There is also a viable option through one current lender who will accept as little as 1% deposit.
This needs to be reflected as “genuine savings”, that is, held in an account in your name for at least three months.
However, this lender is restrictive as to who can qualify for the 1% loan product and the loan is not priced as competitively as other institutions.
No deposit? No genuine savings? There is a Plan B.
Parental guarantees are still frequently used to assist first home buyers enter the property market.
This involves a parent or immediate family member offering their own property as security usually up to 20% of the purchase price.
While there are many factors that come into play to make this alternative viable, it does ease the need for a deposit and genuine savings.

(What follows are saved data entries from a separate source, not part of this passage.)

use chrono::{DateTime, Utc};
use serde::{Deserialize, Serialize};

/// A recently published vulnerability advisory (a CVE record).
#[derive(Debug, Clone, PartialEq, Serialize, Deserialize)]
pub struct Advisory {
    /// CVE identifier, e.g. `CVE-2024-12345`.
    pub identifier: String,
    /// English description from the record.
    pub description: String,
    pub published: Option<DateTime<Utc>>,
    /// CVSS v3.1 base score, when the record carries one.
    pub severity_score: Option<f64>,
    /// CVSS v3.1 base severity label as published.
    pub severity: Option<String>,
    /// CVSS v3.1 vector string.
    pub vector: Option<String>,
    pub url: String,
}

impl Advisory {
    /// Severity band derived from the base score.
    pub fn band(&self) -> Option<SeverityBand> {
        self.severity_score.map(SeverityBand::from_score)
    }
}

/// Qualitative CVSS severity rating.
#[derive(Debug, Clone, Copy, Serialize, Deserialize, PartialEq, Eq, PartialOrd, Ord)]
#[serde(rename_all = "snake_case")]
pub enum SeverityBand {
    None,
    Low,
    Medium,
    High,
    Critical,
}

impl SeverityBand {
    /// Band for a CVSS base score on the standard 0.0 to 10.0 scale.
    pub fn from_score(score: f64) -> Self {
        if score >= 9.0 {
            Self::Critical
        } else if score >= 7.0 {
            Self::High
        } else if score >= 4.0 {
            Self::Medium
        } else if score > 0.0 {
            Self::Low
        } else {
            Self::None
        }
    }

    pub fn as_str(&self) -> &'static str {
        match self {
            Self::None => "none",
            Self::Low => "low",
            Self::Medium => "medium",
            Self::High => "high",
            Self::Critical => "critical",
        }
    }
}

/// Query parameters for the advisory listing.
#[derive(Debug, Clone, Default, Serialize, Deserialize)]
pub struct AdvisoryQuery {
    /// How far back to look, in days. Defaults to 30.
    pub window_days: Option<u32>,
    /// Maximum number of advisories to return. Defaults to 5.
    pub limit: Option<usize>,
}

/// Advisories plus the window they were drawn from.
#[derive(Debug, Clone, Serialize, Deserialize)]
pub struct AdvisoryListing {
    pub window_days: u32,
    pub fetched_at: DateTime<Utc>,
    pub advisories: Vec<Advisory>,
}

In the property buying transaction, it’s not just the deposit contribution which is a mitigating factor, but your serviceability or capacity to borrow.
You may have the 5% or even 20% to put down on the home of your dreams, but it’s all irrelevant unless your income supports the loan amount you need to complete the purchase.

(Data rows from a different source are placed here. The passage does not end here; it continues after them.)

//! HTTP surface over the session store, the training modules and the
//! stateless tools.

mod handlers;
pub mod middleware;

use std::sync::Arc;

use axum::{
    http::HeaderValue,
    middleware::from_fn_with_state,
    routing::{delete, get, post},
    Router,
};
use tower::ServiceBuilder;
use tower_http::{
    cors::{AllowOrigin, Any, CorsLayer},
    trace::TraceLayer,
};

use crate::advisories::AdvisorySource;
use crate::generation::TextGenerator;
use crate::password::{StrengthEstimator, ZxcvbnEstimator};
use crate::session::SessionRegistry;

pub use middleware::RateLimiter;

/// Shared handler state. Cloning is cheap; every field is a handle.
#[derive(Clone)]
pub struct AppState {
    pub sessions: SessionRegistry,
    /// `None` when no generation service is configured.
    pub generator: Option<Arc<dyn TextGenerator>>,
    pub advisories: Arc<dyn AdvisorySource>,
    pub strength: Arc<dyn StrengthEstimator>,
    pub limiter: Option<RateLimiter>,
    pub api_key: Option<String>,
    pub cors_origins: Vec<String>,
}

impl AppState {
    pub fn new(sessions: SessionRegistry, advisories: Arc<dyn AdvisorySource>) -> Self {
        Self {
            sessions,
            generator: None,
            advisories,
            strength: Arc::new(ZxcvbnEstimator),
            limiter: None,
            api_key: None,
            cors_origins: Vec::new(),
        }
    }

    pub fn with_generator(mut self, generator: Arc<dyn TextGenerator>) -> Self {
        self.generator = Some(generator);
        self
    }

    pub fn with_strength_estimator(mut self, strength: Arc<dyn StrengthEstimator>) -> Self {
        self.strength = strength;
        self
    }

    /// Limit generation calls per session per minute. Zero disables the limit.
    pub fn with_generation_rate_limit(mut self, max_per_minute: u32) -> Self {
        self.limiter = RateLimiter::per_minute(max_per_minute);
        self
    }

    pub fn with_api_key(mut self, key: impl Into<String>) -> Self {
        self.api_key = Some(key.into());
        self
    }

    pub fn with_cors_origins(mut self, origins: Vec<String>) -> Self {
        self.cors_origins = origins;
        self
    }
}

fn cors_layer(origins: &[String]) -> CorsLayer {
    if origins.is_empty() {
        return CorsLayer::permissive();
    }
    let origins: Vec<HeaderValue> = origins
        .iter()
        .filter_map(|origin| match origin.parse() {
            Ok(value) => Some(value),
            Err(_) => {
                tracing::warn!(%origin, "ignoring invalid CORS origin");
                None
            }
        })
        .collect();
    CorsLayer::new()
        .allow_origin(AllowOrigin::list(origins))
        .allow_methods(Any)
        .allow_headers(Any)
}

pub fn create_router(state: AppState) -> Router {
    let protected = Router::new()
        // Catalogue and static material
        .route("/modules", get(handlers::list_modules))
        .route("/content/{topic}", get(handlers::get_content))
        // Sessions
        .route("/sessions", post(handlers::create_session))
        .route("/sessions/{id}", get(handlers::get_session))
        .route("/sessions/{id}", delete(handlers::end_session))
        .route("/sessions/{id}/modules/{module}", delete(handlers::clear_module))
        .route("/sessions/{id}/slots/{module}/{slot}", get(handlers::get_slot))
        .route("/sessions/{id}/slots/{module}/{slot}", delete(handlers::clear_slot))
        .route(
            "/sessions/{id}/slots/{module}/{slot}/response",
            post(handlers::record_response),
        )
        // Phishing
        .route("/sessions/{id}/phishing/sample", post(handlers::generate_phishing_sample))
        .route(
            "/sessions/{id}/phishing/sample/explanation",
            post(handlers::evaluate_phishing_explanation),
        )
        .route("/sessions/{id}/phishing/analysis", post(handlers::analyse_email))
        // Scenarios
        .route("/sessions/{id}/scenario", post(handlers::generate_scenario))
        .route("/sessions/{id}/scenario/response", post(handlers::evaluate_scenario_response))
        // Quiz
        .route("/sessions/{id}/quiz", get(handlers::get_quiz))
        .route("/sessions/{id}/quiz", post(handlers::generate_quiz))
        .route("/sessions/{id}/quiz/answers", post(handlers::submit_quiz_answers))
        // Incident response, compliance and references
        .route("/sessions/{id}/incident_response/guide", post(handlers::generate_incident_guide))
        .route("/sessions/{id}/compliance/ask", post(handlers::ask_compliance))
        .route("/sessions/{id}/reference/ask", post(handlers::ask_reference))
        // Stateless tools
        .route("/advisories", get(handlers::list_advisories))
        .route("/password/generate", post(handlers::generate_password))
        .route("/password/strength", post(handlers::check_password_strength))
        .route_layer(from_fn_with_state(state.clone(), middleware::auth_middleware));

    let api = Router::new()
        .route("/health", get(handlers::health))
        .merge(protected);

    let cors = cors_layer(&state.cors_origins);

    Router::new()
        .nest("/api/v1", api)
        .layer(
            ServiceBuilder::new()
                .layer(TraceLayer::new_for_http())
                .layer(cors),
        )
        .with_state(state)
}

Before you even start looking at properties, it’s best to speak to a mortgage broker. They can assess your situation and let you know what you can borrow with your current deposit, and advise what you should be aiming to save.
You can then figure out what price range you can look at.
There are options at any level of deposit to become a first home owner, it’s just a matter of figuring out what works for you!
Blackburne Mortgage Broking have assisted hundreds of first home buyers in Perth, and are ready to help! To book an appointment, call us on +61 8 9429 5794 and ask to speak to Paul Prindiville, Mortgage Broking Team Leader, or complete the enquiry form below.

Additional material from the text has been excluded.